Bref, j'en suis satisfait à 100% ! J'ai ce casque depuis 3 ans et je m'en sert encore tous les jours ! La batterie tient toujours le choc, les boutons sont intacts, la qualité des écouteurs est toujours aussi parfaite....!!

Une note : 20/20 ! 

Le seul point négatif de ce casque est (ou était) son prix ! à l'époque (je l'ai acheté y'a 3 ans) , le 906 se vendait 100&#8364; et le 903 était à 70&#8364;


----------



## nifex (5 Juin 2013)

Salut tous le monde,

Je reviens vous donnez mon avis sur les Jabra Sport Apple Edition et j'en suis assez content, ils sont vraiment très léger et on l'air bien waterproof.

Seul défaut, difficile de brancher le mini usb pour le recharger et j'ai tendance à avoir mal à  la peau de l'oreille gauche mais rien e bien grave. 

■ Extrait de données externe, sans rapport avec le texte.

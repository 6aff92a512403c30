//! Controller de contratos
//!
//! Gate de permisos + validación de DTOs + llamada al servicio. El tenant
//! sale del actor autenticado, nunca del body.

use std::sync::Arc;

use uuid::Uuid;
use validator::Validate;

use crate::dto::common::ApiResponse;
use crate::dto::contract_dto::{
    AssignmentRequest, AssignmentResponse, ContractResponse, CreateContractRequest,
    TransitionRequest, UpdateDatesRequest,
};
use crate::services::contract_service::{ContractService, CreateContract, NewAssignment};
use crate::services::cost_service::CostBreakdown;
use crate::services::permissions::{Actor, Permission};
use crate::utils::errors::AppError;

pub struct ContractController {
    service: Arc<ContractService>,
}

impl ContractController {
    pub fn new(service: Arc<ContractService>) -> Self {
        Self { service }
    }

    pub async fn create(
        &self,
        actor: Actor,
        request: CreateContractRequest,
    ) -> Result<ApiResponse<ContractResponse>, AppError> {
        actor.ensure_can(Permission::ContractCreate)?;
        request.validate()?;

        let command = CreateContract {
            client_id: request.client_id,
            start_date: request.start_date,
            end_date: request.end_date,
            assignments: request.assignments.iter().map(to_new_assignment).collect(),
        };

        let contract = self.service.create_contract(actor.company_id, command).await?;
        let (contract, assignments) = self
            .service
            .get_contract(actor.company_id, contract.id)
            .await?;

        Ok(ApiResponse::success_with_message(
            ContractResponse::from_parts(contract, assignments),
            "Contrato creado exitosamente".to_string(),
        ))
    }

    pub async fn get_by_id(
        &self,
        actor: Actor,
        contract_id: Uuid,
    ) -> Result<ContractResponse, AppError> {
        actor.ensure_can(Permission::ContractRead)?;

        let (contract, assignments) = self
            .service
            .get_contract(actor.company_id, contract_id)
            .await?;
        Ok(ContractResponse::from_parts(contract, assignments))
    }

    pub async fn attach_assignment(
        &self,
        actor: Actor,
        contract_id: Uuid,
        request: AssignmentRequest,
    ) -> Result<ApiResponse<AssignmentResponse>, AppError> {
        actor.ensure_can(Permission::AssignmentAttach)?;

        let assignment = self
            .service
            .attach_assignment(actor.company_id, contract_id, to_new_assignment(&request))
            .await?;

        Ok(ApiResponse::success_with_message(
            AssignmentResponse::from(assignment),
            "Assignment creado exitosamente".to_string(),
        ))
    }

    pub async fn transition(
        &self,
        actor: Actor,
        contract_id: Uuid,
        request: TransitionRequest,
    ) -> Result<ApiResponse<ContractResponse>, AppError> {
        actor.ensure_can(Permission::ContractTransition)?;
        request.validate()?;

        let contract = self
            .service
            .transition(
                actor.company_id,
                contract_id,
                request.target_status,
                request.reason,
            )
            .await?;
        let assignments = self
            .service
            .get_contract(actor.company_id, contract.id)
            .await?
            .1;

        Ok(ApiResponse::success(ContractResponse::from_parts(
            contract,
            assignments,
        )))
    }

    pub async fn update_dates(
        &self,
        actor: Actor,
        contract_id: Uuid,
        request: UpdateDatesRequest,
    ) -> Result<ApiResponse<ContractResponse>, AppError> {
        actor.ensure_can(Permission::ContractUpdate)?;

        let contract = self
            .service
            .update_dates(
                actor.company_id,
                contract_id,
                request.start_date,
                request.end_date,
            )
            .await?;
        let assignments = self
            .service
            .get_contract(actor.company_id, contract.id)
            .await?
            .1;

        Ok(ApiResponse::success(ContractResponse::from_parts(
            contract,
            assignments,
        )))
    }

    pub async fn estimate_cost(
        &self,
        actor: Actor,
        contract_id: Uuid,
    ) -> Result<CostBreakdown, AppError> {
        actor.ensure_can(Permission::ContractRead)?;
        self.service.estimate_cost(actor.company_id, contract_id).await
    }
}

fn to_new_assignment(request: &AssignmentRequest) -> NewAssignment {
    NewAssignment {
        vehicle_id: request.vehicle_id,
        driver_id: request.driver_id,
        agreed_rate: request.agreed_rate,
    }
}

Alors après quelques semaine d'utilisation je vous les conseils !


----------



## badmonkeyman (5 Juin 2013)

Merci du retour


----------



## Oliv0042 (5 Juin 2013)

Perso j'ai opté pour un casque rapoo blutouf super content.


----------



## UnAm (2 Juillet 2015)

><


----------



## Deleted member 284611 (22 Août 2015)

J'ai l'eu beaucoup de bien des plantronics pour un prix dérisoire (une centaine d'euros je crois de mémoire).

Sinon les beats sont pas mal et ont, contrairement à la réputation de la marque, un sont correct pour des intra de sport...


----------



## Simon56 (5 Janvier 2016)

Bonjour tout le monde,

Je cherche aussi des écouteurs sans fil pour mon iphone. Le classement des numériques est un peu vieux. J'ai trouvé un site qui compare les écouteurs bluetooth. Mais je ne sais pas si le classement proposé est intéressant. J’hésite encore entre deux écouteurs le Foneso et le Mpow. Est-ce que des personnes les ont essayés?

Bonne soirée,

Simon


----------